# TASK DIRECTIONS:
Scan the data below for lines containing the string "HRES" and give only how many there are.

# Stored entries:
________

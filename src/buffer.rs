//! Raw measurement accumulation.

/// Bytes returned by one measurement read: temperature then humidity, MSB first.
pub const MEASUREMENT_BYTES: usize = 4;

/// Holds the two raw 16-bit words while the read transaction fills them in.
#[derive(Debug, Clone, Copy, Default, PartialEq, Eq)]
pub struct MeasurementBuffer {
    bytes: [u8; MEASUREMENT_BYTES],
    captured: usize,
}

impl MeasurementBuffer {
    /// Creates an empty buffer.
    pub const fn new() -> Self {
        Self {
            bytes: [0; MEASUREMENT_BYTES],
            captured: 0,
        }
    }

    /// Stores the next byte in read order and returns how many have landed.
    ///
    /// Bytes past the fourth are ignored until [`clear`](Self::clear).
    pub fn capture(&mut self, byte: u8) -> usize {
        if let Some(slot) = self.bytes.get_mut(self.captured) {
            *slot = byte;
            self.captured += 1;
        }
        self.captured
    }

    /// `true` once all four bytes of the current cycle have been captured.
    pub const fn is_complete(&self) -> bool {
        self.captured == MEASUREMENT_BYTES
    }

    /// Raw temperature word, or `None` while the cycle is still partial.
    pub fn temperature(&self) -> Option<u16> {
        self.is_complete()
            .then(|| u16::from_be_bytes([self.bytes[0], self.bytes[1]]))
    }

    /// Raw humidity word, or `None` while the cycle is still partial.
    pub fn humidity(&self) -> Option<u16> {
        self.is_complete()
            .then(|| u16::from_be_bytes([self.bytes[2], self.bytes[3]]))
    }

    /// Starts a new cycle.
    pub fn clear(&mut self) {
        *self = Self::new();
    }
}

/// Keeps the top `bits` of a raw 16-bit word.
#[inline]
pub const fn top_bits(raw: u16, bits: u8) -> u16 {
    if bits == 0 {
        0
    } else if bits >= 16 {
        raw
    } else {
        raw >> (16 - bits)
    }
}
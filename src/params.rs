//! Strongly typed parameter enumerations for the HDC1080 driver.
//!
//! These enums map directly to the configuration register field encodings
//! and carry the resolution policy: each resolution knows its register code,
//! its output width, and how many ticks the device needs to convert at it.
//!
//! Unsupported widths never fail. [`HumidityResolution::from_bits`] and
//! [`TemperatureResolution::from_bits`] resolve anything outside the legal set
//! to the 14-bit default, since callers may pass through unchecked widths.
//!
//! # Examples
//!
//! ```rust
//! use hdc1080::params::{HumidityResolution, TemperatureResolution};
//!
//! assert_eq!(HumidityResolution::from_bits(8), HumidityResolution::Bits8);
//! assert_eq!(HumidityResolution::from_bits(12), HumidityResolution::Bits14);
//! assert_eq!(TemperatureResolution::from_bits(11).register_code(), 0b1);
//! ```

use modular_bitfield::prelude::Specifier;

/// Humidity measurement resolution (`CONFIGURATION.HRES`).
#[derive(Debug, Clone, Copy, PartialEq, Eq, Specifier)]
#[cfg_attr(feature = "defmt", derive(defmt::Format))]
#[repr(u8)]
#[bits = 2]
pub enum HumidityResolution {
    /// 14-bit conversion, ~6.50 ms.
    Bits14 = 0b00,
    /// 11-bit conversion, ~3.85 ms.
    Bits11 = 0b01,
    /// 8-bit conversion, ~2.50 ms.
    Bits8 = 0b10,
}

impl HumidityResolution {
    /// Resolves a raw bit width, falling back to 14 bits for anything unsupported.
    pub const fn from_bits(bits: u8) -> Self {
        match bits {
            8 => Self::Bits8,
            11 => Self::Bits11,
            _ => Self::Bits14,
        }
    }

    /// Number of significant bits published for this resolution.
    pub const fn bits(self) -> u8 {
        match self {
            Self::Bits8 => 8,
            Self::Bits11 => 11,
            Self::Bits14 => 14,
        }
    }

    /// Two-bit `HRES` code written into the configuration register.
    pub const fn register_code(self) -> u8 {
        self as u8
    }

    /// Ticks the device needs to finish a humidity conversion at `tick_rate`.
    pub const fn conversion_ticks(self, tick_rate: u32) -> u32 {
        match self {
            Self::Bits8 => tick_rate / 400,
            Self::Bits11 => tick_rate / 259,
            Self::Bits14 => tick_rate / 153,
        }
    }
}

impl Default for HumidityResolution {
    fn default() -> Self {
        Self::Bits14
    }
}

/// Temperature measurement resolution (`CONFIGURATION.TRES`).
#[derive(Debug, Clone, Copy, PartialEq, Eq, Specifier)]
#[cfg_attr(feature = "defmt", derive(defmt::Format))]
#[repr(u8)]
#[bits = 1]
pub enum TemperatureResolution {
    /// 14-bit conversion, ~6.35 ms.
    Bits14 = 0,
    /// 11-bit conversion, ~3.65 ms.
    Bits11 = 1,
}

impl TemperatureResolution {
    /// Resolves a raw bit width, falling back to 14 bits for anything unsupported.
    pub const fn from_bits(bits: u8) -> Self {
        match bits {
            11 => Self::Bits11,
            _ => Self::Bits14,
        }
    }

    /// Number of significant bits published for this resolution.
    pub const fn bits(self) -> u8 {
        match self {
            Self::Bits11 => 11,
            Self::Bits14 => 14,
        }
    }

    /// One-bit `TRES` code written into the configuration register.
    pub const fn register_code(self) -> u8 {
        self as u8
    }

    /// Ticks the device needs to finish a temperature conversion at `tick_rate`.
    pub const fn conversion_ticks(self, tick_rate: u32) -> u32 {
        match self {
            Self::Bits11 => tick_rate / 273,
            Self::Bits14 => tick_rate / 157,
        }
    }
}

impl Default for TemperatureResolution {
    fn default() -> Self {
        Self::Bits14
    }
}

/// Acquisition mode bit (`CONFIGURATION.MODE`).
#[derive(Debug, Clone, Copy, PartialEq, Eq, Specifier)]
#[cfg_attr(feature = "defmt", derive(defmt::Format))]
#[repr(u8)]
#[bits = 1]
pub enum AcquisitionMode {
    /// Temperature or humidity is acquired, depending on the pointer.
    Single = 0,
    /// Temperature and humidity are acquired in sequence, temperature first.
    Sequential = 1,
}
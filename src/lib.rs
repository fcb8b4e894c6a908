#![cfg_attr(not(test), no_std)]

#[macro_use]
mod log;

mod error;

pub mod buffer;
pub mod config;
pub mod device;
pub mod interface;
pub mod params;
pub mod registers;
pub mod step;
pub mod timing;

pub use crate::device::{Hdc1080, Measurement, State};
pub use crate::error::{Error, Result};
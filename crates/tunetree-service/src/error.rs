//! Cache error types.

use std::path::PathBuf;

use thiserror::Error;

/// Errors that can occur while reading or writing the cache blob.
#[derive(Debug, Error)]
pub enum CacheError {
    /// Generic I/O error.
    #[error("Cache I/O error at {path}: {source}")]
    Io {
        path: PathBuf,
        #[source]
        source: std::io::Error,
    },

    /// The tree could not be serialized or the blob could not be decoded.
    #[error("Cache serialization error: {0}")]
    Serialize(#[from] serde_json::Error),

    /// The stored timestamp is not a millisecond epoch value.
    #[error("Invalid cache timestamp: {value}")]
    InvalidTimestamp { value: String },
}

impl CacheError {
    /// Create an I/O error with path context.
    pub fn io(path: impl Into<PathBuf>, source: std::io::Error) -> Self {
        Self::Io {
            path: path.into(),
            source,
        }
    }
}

________

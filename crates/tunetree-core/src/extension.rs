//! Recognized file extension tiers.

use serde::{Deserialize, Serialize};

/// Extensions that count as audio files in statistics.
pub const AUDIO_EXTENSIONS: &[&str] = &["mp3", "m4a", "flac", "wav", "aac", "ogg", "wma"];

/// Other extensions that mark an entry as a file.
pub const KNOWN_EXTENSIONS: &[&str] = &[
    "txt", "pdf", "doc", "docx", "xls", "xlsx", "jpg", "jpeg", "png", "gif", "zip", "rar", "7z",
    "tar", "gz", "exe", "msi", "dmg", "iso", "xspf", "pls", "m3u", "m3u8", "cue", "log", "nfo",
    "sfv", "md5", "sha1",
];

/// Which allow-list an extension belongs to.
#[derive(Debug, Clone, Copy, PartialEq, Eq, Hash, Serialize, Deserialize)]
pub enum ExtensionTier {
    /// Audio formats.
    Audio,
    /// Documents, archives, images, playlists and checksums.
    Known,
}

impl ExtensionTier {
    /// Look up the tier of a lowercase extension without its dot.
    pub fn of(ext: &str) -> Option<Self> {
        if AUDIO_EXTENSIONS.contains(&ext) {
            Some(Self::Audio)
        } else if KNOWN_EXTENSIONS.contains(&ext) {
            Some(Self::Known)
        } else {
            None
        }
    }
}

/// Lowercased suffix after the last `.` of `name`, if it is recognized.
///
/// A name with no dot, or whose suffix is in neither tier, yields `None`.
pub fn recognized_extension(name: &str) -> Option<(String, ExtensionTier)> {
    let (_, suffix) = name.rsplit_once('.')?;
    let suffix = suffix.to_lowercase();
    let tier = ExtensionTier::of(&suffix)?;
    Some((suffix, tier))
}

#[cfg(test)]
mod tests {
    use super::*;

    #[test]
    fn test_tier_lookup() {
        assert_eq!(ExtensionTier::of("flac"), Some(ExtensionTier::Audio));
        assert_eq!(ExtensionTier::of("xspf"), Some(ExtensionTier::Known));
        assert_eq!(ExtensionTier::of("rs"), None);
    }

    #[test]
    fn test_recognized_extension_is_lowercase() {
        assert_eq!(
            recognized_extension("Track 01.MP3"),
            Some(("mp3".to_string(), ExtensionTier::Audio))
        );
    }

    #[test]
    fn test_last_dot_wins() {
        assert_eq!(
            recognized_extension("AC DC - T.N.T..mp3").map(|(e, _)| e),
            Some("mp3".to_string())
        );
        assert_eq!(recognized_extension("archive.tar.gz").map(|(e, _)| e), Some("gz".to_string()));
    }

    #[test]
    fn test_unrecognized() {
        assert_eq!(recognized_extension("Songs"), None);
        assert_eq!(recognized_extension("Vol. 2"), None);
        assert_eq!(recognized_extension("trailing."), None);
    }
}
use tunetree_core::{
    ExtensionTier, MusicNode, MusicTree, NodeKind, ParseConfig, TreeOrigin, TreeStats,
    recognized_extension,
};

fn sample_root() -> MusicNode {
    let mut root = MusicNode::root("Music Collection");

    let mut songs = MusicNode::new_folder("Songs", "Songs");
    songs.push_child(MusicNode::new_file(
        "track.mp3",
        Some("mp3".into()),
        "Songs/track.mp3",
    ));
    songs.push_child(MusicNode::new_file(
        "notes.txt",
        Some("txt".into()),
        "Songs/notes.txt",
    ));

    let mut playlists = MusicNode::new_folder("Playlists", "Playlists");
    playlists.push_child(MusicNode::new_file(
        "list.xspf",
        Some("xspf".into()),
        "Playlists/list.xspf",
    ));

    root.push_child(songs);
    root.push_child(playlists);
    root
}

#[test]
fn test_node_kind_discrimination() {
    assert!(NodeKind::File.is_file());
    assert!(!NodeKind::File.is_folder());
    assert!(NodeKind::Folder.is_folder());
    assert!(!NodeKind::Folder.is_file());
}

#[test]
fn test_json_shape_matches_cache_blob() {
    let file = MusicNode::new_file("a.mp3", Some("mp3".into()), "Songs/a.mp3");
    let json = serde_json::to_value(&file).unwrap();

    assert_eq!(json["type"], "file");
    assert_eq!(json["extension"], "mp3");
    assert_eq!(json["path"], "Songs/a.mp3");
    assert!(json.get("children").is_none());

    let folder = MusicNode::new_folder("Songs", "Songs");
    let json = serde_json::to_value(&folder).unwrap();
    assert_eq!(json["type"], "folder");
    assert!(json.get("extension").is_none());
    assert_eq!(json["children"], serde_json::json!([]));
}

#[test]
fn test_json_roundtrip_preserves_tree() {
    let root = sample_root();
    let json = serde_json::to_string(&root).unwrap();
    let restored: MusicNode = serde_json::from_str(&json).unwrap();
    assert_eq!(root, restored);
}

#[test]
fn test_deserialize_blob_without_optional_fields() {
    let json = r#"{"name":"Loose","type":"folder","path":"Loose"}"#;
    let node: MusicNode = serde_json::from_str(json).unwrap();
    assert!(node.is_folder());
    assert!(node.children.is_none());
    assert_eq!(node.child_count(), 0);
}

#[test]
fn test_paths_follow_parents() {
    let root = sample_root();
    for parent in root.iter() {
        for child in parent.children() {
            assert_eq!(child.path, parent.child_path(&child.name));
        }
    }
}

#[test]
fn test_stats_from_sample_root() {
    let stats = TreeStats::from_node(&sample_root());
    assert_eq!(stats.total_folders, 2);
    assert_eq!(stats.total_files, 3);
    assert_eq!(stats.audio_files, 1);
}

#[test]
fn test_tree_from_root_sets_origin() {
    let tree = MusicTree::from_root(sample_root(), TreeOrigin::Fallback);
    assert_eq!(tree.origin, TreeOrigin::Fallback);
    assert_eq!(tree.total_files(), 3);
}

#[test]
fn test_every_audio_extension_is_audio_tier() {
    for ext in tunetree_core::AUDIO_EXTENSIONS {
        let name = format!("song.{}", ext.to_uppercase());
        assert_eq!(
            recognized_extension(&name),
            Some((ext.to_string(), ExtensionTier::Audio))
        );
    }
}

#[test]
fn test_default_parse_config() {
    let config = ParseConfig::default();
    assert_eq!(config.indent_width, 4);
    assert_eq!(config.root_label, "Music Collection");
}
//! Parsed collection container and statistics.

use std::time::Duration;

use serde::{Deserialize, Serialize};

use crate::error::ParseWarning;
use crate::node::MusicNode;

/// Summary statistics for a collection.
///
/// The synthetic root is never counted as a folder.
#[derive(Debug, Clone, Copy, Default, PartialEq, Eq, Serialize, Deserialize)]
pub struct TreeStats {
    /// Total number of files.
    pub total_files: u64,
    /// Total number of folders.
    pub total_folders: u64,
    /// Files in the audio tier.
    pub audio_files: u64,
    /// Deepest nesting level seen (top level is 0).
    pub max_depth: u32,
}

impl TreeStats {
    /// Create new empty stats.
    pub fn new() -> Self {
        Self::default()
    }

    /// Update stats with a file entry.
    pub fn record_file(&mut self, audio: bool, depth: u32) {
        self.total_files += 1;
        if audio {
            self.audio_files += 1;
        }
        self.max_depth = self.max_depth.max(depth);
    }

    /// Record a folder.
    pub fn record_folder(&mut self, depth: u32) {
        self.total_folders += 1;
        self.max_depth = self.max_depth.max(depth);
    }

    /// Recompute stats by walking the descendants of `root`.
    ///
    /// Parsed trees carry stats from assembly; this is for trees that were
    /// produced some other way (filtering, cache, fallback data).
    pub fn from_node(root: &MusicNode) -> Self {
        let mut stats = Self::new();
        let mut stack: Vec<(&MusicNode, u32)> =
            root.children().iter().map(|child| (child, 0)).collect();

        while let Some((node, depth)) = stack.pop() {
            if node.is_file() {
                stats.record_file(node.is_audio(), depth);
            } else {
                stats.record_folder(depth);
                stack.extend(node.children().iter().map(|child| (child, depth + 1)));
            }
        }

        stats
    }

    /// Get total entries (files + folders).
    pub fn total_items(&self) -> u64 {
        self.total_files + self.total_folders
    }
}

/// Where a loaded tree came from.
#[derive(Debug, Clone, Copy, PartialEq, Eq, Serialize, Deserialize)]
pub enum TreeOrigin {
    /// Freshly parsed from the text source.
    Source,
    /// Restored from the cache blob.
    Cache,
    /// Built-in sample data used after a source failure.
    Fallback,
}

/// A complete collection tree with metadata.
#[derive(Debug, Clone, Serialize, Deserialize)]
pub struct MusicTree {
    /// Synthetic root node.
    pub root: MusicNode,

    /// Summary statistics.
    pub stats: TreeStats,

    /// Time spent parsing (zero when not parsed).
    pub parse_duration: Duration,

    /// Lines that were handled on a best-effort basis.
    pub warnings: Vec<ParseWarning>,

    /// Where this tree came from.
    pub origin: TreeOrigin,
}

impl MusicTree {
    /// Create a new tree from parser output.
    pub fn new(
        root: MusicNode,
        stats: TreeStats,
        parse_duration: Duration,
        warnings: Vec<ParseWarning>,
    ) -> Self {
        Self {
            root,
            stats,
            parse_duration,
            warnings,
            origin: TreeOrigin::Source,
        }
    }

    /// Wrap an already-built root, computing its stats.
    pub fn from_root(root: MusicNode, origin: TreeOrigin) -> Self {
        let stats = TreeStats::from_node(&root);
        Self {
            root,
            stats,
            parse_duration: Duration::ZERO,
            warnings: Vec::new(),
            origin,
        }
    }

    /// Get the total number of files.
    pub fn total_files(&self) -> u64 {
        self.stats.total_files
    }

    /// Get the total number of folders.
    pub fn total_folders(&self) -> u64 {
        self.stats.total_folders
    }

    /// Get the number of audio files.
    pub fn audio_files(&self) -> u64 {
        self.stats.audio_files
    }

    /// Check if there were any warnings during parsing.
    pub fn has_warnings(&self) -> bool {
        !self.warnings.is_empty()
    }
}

________

# ANSWER AREA:
2